Start of Block

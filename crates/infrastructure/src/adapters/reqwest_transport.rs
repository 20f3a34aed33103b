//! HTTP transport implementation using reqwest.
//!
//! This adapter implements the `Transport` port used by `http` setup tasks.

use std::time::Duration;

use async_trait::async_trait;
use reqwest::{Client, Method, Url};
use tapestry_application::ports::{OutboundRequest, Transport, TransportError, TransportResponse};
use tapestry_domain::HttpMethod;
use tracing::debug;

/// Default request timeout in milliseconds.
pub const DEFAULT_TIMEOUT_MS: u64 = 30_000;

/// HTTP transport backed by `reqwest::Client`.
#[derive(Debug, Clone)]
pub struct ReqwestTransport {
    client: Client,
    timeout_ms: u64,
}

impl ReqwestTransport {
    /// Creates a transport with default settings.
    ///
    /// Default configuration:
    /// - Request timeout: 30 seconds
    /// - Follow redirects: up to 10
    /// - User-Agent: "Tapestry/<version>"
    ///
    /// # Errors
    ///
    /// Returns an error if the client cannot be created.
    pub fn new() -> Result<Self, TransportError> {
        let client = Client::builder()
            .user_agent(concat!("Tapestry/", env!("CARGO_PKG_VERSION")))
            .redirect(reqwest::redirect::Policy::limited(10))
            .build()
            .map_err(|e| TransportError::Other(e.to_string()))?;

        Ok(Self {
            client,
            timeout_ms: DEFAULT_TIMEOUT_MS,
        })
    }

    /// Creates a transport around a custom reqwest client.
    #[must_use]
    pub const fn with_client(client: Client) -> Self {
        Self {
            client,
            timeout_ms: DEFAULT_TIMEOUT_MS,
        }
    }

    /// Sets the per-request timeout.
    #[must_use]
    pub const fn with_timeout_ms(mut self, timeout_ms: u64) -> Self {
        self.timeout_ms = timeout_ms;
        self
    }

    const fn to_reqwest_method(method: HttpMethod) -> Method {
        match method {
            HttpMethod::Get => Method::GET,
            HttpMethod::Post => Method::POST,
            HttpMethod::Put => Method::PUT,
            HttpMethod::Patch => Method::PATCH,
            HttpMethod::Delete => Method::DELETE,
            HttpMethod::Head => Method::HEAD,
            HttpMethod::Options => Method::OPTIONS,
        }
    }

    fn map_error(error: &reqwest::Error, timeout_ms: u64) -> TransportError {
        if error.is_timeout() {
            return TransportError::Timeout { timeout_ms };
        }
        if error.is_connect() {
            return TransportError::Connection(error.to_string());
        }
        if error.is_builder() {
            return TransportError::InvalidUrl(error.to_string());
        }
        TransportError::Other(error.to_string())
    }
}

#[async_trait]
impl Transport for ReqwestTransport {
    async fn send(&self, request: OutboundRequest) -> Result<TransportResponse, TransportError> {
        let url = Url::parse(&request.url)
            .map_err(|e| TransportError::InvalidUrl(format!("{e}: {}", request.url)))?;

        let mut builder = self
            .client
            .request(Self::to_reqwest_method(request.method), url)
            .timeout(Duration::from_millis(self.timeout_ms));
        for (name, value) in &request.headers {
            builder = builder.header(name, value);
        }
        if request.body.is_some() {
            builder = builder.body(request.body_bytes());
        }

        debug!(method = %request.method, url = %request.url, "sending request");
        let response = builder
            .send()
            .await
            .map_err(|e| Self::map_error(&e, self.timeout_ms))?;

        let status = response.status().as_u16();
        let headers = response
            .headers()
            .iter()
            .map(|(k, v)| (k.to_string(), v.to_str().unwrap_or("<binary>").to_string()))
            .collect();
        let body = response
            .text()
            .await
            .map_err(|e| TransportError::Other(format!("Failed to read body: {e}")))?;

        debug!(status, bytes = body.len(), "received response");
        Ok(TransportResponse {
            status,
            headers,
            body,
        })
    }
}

End of Block
Start of Block

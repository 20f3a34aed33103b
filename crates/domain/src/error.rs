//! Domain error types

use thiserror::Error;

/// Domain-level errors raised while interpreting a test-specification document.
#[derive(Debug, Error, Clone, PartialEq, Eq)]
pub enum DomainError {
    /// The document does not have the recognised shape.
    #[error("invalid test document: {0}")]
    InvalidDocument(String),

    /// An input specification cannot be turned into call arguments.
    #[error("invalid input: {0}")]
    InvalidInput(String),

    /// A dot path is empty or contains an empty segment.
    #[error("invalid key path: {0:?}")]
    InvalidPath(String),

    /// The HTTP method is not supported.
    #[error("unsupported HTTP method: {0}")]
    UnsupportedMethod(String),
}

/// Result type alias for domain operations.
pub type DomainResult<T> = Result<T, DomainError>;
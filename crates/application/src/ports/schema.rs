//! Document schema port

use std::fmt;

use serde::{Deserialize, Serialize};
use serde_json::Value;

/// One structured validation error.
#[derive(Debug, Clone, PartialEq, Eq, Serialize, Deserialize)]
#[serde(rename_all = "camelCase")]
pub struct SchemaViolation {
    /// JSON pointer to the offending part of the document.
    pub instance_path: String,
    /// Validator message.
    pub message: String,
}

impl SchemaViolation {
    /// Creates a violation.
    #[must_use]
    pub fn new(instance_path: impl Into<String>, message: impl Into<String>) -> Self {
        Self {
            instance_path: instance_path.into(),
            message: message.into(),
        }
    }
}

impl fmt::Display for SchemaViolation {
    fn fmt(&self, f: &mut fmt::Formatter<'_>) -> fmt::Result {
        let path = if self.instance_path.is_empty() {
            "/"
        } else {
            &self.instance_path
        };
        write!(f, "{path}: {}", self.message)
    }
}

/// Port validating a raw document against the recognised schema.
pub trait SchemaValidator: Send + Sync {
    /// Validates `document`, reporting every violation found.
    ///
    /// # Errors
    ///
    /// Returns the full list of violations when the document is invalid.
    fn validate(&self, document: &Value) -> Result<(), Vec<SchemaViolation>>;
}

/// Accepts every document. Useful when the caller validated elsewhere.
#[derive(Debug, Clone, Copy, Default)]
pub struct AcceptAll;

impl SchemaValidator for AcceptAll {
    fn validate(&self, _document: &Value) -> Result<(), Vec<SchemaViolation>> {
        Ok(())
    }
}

End of Block
Start of Block

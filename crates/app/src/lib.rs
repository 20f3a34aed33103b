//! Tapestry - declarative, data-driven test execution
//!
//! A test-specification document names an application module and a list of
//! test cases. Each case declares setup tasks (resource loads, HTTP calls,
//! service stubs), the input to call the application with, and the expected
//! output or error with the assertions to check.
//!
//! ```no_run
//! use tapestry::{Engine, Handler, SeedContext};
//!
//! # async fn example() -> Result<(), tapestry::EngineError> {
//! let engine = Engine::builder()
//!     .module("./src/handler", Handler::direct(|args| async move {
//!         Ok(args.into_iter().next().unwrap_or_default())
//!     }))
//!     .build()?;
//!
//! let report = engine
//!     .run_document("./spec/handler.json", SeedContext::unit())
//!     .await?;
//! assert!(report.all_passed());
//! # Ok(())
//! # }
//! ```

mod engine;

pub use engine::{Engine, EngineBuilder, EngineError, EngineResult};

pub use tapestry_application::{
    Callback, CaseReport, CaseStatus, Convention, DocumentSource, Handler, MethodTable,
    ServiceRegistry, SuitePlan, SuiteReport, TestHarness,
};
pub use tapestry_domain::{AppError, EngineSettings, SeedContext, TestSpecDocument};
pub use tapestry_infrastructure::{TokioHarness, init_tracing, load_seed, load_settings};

End of Block

Task prompt> Check every line of the entries for "body" and report how many lines contain it, without any other words.

Response to the exercise> 6